Daniel Gookin, "Historical Account of the Doings and Sufferings of the Christian Indians in New England in the Years 1675-1677" (1677)

 If “you go to the English again they will either force you all to some Island as the Natick Indians are, where you will be in danger to be starved with cold and hunger, and most probably in the end be all sent out of the country for slaves.”

 - The "enemy Indians" to the "Christian Indians," according to the testimony of Job Kattenanit and James Speen, as recorded by Daniel Gookin in his "Historical Account"

James also survived a subsequent "capture" by his own Nipmuc relations in November 1675, when warriors arrived at Hassanamesit to gather in the corn and to gather in their kin. The Nipmuc leaders were motivated in part by the recent Massachusetts colony order to round up "Praying Indians" and intern them on Deer Island, a deforested, isolated island in Boston Harbor, where many of their relations perished that winter due to exposure and starvation. Yet, even with this looming threat before them, some of the Hassanamesit men retained their ties to Massachusetts, Job Kattenanit escaping to relay the story to Gookin, who reported that his brother Joseph Tupukawillin "and his aged father Naoas," among others, "went away with the enemy with heavy hearts and weeping eyes." 
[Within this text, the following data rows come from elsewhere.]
//! Cache Key Module
//!
//! Maps caller-supplied cache keys to fixed-length backend identifiers.

use std::fmt;

// == Cache Key ==
/// Caller-supplied identifier of a cacheable result.
///
/// The cache never interprets it, only hashes it. Any string converts into a
/// `CacheKey`; `from_params` builds the order-independent form used for
/// screenshot request parameters.
#[derive(Debug, Clone, PartialEq, Eq, Hash)]
pub struct CacheKey(String);

impl CacheKey {
    /// Creates a key from an already normalized string.
    pub fn new(key: impl Into<String>) -> Self {
        Self(key.into())
    }

    /// Builds a key from request parameters, independent of their order.
    ///
    /// Pairs are rendered as `name=value`, sorted, and joined as
    /// `|a=1|b=2|`.
    pub fn from_params<I, K, V>(params: I) -> Self
    where
        I: IntoIterator<Item = (K, V)>,
        K: AsRef<str>,
        V: AsRef<str>,
    {
        let mut entries: Vec<String> = params
            .into_iter()
            .map(|(name, value)| format!("{}={}", name.as_ref(), value.as_ref()))
            .collect();
        entries.sort();

        Self(format!("|{}|", entries.join("|")))
    }

    pub fn as_str(&self) -> &str {
        &self.0
    }

    /// Returns the backend identifier for this key.
    pub fn backend_key(&self) -> BackendKey {
        BackendKey::from_key(&self.0)
    }
}

impl From<&str> for CacheKey {
    fn from(key: &str) -> Self {
        Self::new(key)
    }
}

impl From<String> for CacheKey {
    fn from(key: String) -> Self {
        Self(key)
    }
}

impl fmt::Display for CacheKey {
    fn fmt(&self, f: &mut fmt::Formatter<'_>) -> fmt::Result {
        f.write_str(&self.0)
    }
}

// == Backend Key ==
/// 128-bit MD5 digest of a cache key, rendered as 32 lowercase hex chars.
///
/// Used verbatim as file name, object key and (prefixed) store key.
#[derive(Debug, Clone, PartialEq, Eq, Hash)]
pub struct BackendKey(String);

impl BackendKey {
    /// Hashes a raw cache key string.
    pub fn from_key(key: &str) -> Self {
        Self(format!("{:x}", md5::compute(key.as_bytes())))
    }

    pub fn as_str(&self) -> &str {
        &self.0
    }
}

impl AsRef<str> for BackendKey {
    fn as_ref(&self) -> &str {
        &self.0
    }
}

impl fmt::Display for BackendKey {
    fn fmt(&self, f: &mut fmt::Formatter<'_>) -> fmt::Result {
        f.write_str(&self.0)
    }
}

#[cfg(test)]
mod tests {
    use super::*;

    #[test]
    fn test_backend_key_known_digest() {
        assert_eq!(
            BackendKey::from_key("foo").as_str(),
            "acbd18db4cc2f85cedef654fccc4a4d8"
        );
    }

    #[test]
    fn test_backend_key_fixed_length() {
        for key in ["", "a", "|url=https://example.com|format=png|"] {
            let hashed = BackendKey::from_key(key);
            assert_eq!(hashed.as_str().len(), 32);
            assert!(hashed.as_str().chars().all(|c| c.is_ascii_hexdigit()));
        }
    }

    #[test]
    fn test_from_params_order_independent() {
        let a = CacheKey::from_params([("url", "https://example.com"), ("format", "png")]);
        let b = CacheKey::from_params([("format", "png"), ("url", "https://example.com")]);

        assert_eq!(a, b);
        assert_eq!(a.as_str(), "|format=png|url=https://example.com|");
        assert_eq!(a.backend_key(), b.backend_key());
    }

    #[test]
    fn test_from_params_empty() {
        let key = CacheKey::from_params(Vec::<(String, String)>::new());
        assert_eq!(key.as_str(), "||");
    }
}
Thus, James Printer and his family were already living among their Nipmuc kin at Menimesit when Mary Rowlandson arrived in February 1675 as a captive, taken in a second raid on her town of Lancaster, which was also led by Monoco. Printer later participated as a scribe in the negotiations that led to Rowlandson's release. Was James Printer a "captive," like Rowlandson? Or a "revolter," akin to Monoco? Or are those labels too simplistic to describe James's complex situation? What did it mean to be a teacher caught up in a whirlwind of war that arrived so suddenly at his door? How could he ensure his survival and that of his family?

[1] Massachusetts Archives: 30: 169. George Madison Bodge, Soldiers in King Philips War: Being a Critical Account of That War (Boston: Rockwell and Churchill, 1906), 104. Josiah Howard Temple, History of North Brookfield, Massachusetts, (Brookfield, MA: North Brookfield, 1887), 77-9.